THE PROBLEM:
Return all of the entries below exactly as they are given.

THE DATA:
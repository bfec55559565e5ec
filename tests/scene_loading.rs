//! Integration tests for loading scene files and driving them end to end.

use std::path::PathBuf;

use anchorboard::layout::BoundingBox;
use anchorboard::{Scene, SceneError};
use pretty_assertions::assert_eq;

const EPSILON: f64 = 0.001;

fn approx_eq(a: f64, b: f64) -> bool {
    (a - b).abs() < EPSILON
}

fn demo(name: &str) -> PathBuf {
    PathBuf::from(env!("CARGO_MANIFEST_DIR"))
        .join("demos")
        .join(name)
}

#[test]
fn test_demo_scene_resolves_completely() {
    let scene = Scene::from_file(&demo("status_panel.toml")).expect("demo scene should load");
    let container = scene.container.bounds();
    let mut dashboard = scene.into_dashboard().unwrap();
    dashboard.validate().expect("demo scene references should be valid");

    let result = dashboard.resolve_layout(container).unwrap();
    assert!(result.is_complete(), "unresolved: {:?}", result.unresolved_ids());

    assert_eq!(
        result.get("nav.panel"),
        Some(BoundingBox::new(100.0, 50.0, 100.0, 40.0))
    );
    // "STATUS" at 14px is 42 x 14, centred on the panel's right edge
    assert_eq!(
        result.get("nav.label"),
        Some(BoundingBox::new(208.0, 63.0, 42.0, 14.0))
    );
    // "OK" at 10px is 10 x 10, sitting on the label's top-right corner
    assert_eq!(
        result.get("nav.badge"),
        Some(BoundingBox::new(250.0, 53.0, 10.0, 10.0))
    );
    let bar = result.get("nav.bar").unwrap();
    assert!(approx_eq(bar.x, 100.0) && approx_eq(bar.y, 94.0));
    assert!(approx_eq(bar.right(), 780.0), "bar right {}", bar.right());
}

#[test]
fn test_demo_pulse_moves_chained_dependents() {
    let scene = Scene::from_file(&demo("status_panel.toml")).unwrap();
    let container = scene.container.bounds();
    let pulse = scene.animation("pulse").unwrap().clone();
    let mut dashboard = scene.into_dashboard().unwrap();
    dashboard.resolve_layout(container);

    // panel, label, badge and bar
    assert_eq!(pulse.play(&mut dashboard).unwrap(), 4);
    for _ in 0..30 {
        dashboard.tick(16.0);
    }
    assert!(dashboard.backend().is_idle());

    // centerRight (200, 70) about the centre (150, 70) moves 10px right
    let label = dashboard.displayed_transform("nav.label");
    assert!(approx_eq(label.translate_x, 10.0) && approx_eq(label.translate_y, 0.0));
    let badge = dashboard.displayed_transform("nav.badge");
    assert!(approx_eq(badge.translate_x, 10.0) && approx_eq(badge.translate_y, 0.0));
}

#[test]
fn test_demo_intro_sequence_ends_in_place() {
    let scene = Scene::from_file(&demo("status_panel.toml")).unwrap();
    let container = scene.container.bounds();
    let intro = scene.animation("intro").unwrap().clone();
    let mut dashboard = scene.into_dashboard().unwrap();
    dashboard.resolve_layout(container);

    assert!(intro.play(&mut dashboard).unwrap() > 0);
    for _ in 0..50 {
        dashboard.tick(16.0);
    }
    assert!(dashboard.backend().is_idle());

    let panel = dashboard.displayed_transform("nav.panel");
    assert!(approx_eq(panel.rotation, 5.0), "rotation {}", panel.rotation);
    assert!(approx_eq(panel.translate_x, 0.0), "translate {}", panel.translate_x);
}

#[test]
fn test_missing_file_is_io_error() {
    let err = Scene::from_file(&demo("does_not_exist.toml")).unwrap_err();
    assert!(matches!(err, SceneError::IoError(_)));
    assert!(err.to_string().starts_with("Failed to read scene file"));
}

#[test]
fn test_unknown_kind_is_parse_error() {
    let err = Scene::from_str(
        r#"
[[elements]]
id = "x"
kind = "hexagon"
"#,
    )
    .unwrap_err();
    assert!(matches!(err, SceneError::ParseError(_)));
}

RESULT OF THE EXERCISE:
repository bfec55559565e5ec
filename tests/scene_loading.rs
//! Integration tests for loading scene files and driving them end to end.

use std::path::PathBuf;

use anchorboard::layout::BoundingBox;
use anchorboard::{Scene, SceneError};
use pretty_assertions::assert_eq;

const EPSILON: f64 = 0.001;

fn approx_eq(a: f64, b: f64) -> bool {
    (a - b).abs() < EPSILON
}

fn demo(name: &str) -> PathBuf {
    PathBuf::from(env!("CARGO_MANIFEST_DIR"))
        .join("demos")
        .join(name)
}

#[test]
fn test_demo_scene_resolves_completely() {
    let scene = Scene::from_file(&demo("status_panel.toml")).expect("demo scene should load");
    let container = scene.container.bounds();
    let mut dashboard = scene.into_dashboard().unwrap();
    dashboard.validate().expect("demo scene references should be valid");

    let result = dashboard.resolve_layout(container).unwrap();
    assert!(result.is_complete(), "unresolved: {:?}", result.unresolved_ids());

    assert_eq!(
        result.get("nav.panel"),
        Some(BoundingBox::new(100.0, 50.0, 100.0, 40.0))
    );
    // "STATUS" at 14px is 42 x 14, centred on the panel's right edge
    assert_eq!(
        result.get("nav.label"),
        Some(BoundingBox::new(208.0, 63.0, 42.0, 14.0))
    );
    // "OK" at 10px is 10 x 10, sitting on the label's top-right corner
    assert_eq!(
        result.get("nav.badge"),
        Some(BoundingBox::new(250.0, 53.0, 10.0, 10.0))
    );
    let bar = result.get("nav.bar").unwrap();
    assert!(approx_eq(bar.x, 100.0) && approx_eq(bar.y, 94.0));
    assert!(approx_eq(bar.right(), 780.0), "bar right {}", bar.right());
}

#[test]
fn test_demo_pulse_moves_chained_dependents() {
    let scene = Scene::from_file(&demo("status_panel.toml")).unwrap();
    let container = scene.container.bounds();
    let pulse = scene.animation("pulse").unwrap().clone();
    let mut dashboard = scene.into_dashboard().unwrap();
    dashboard.resolve_layout(container);

    // panel, label, badge and bar
    assert_eq!(pulse.play(&mut dashboard).unwrap(), 4);
    for _ in 0..30 {
        dashboard.tick(16.0);
    }
    assert!(dashboard.backend().is_idle());

    // centerRight (200, 70) about the centre (150, 70) moves 10px right
    let label = dashboard.displayed_transform("nav.label");
    assert!(approx_eq(label.translate_x, 10.0) && approx_eq(label.translate_y, 0.0));
    let badge = dashboard.displayed_transform("nav.badge");
    assert!(approx_eq(badge.translate_x, 10.0) && approx_eq(badge.translate_y, 0.0));
}

#[test]
fn test_demo_intro_sequence_ends_in_place() {
    let scene = Scene::from_file(&demo("status_panel.toml")).unwrap();
    let container = scene.container.bounds();
    let intro = scene.animation("intro").unwrap().clone();
    let mut dashboard = scene.into_dashboard().unwrap();
    dashboard.resolve_layout(container);

    assert!(intro.play(&mut dashboard).unwrap() > 0);
    for _ in 0..50 {
        dashboard.tick(16.0);
    }
    assert!(dashboard.backend().is_idle());

    let panel = dashboard.displayed_transform("nav.panel");
    assert!(approx_eq(panel.rotation, 5.0), "rotation {}", panel.rotation);
    assert!(approx_eq(panel.translate_x, 0.0), "translate {}", panel.translate_x);
}

#[test]
fn test_missing_file_is_io_error() {
    let err = Scene::from_file(&demo("does_not_exist.toml")).unwrap_err();
    assert!(matches!(err, SceneError::IoError(_)));
    assert!(err.to_string().starts_with("Failed to read scene file"));
}

#[test]
fn test_unknown_kind_is_parse_error() {
    let err = Scene::from_str(
        r#"
[[elements]]
id = "x"
kind = "hexagon"
"#,
    )
    .unwrap_err();
    assert!(matches!(err, SceneError::ParseError(_)));
}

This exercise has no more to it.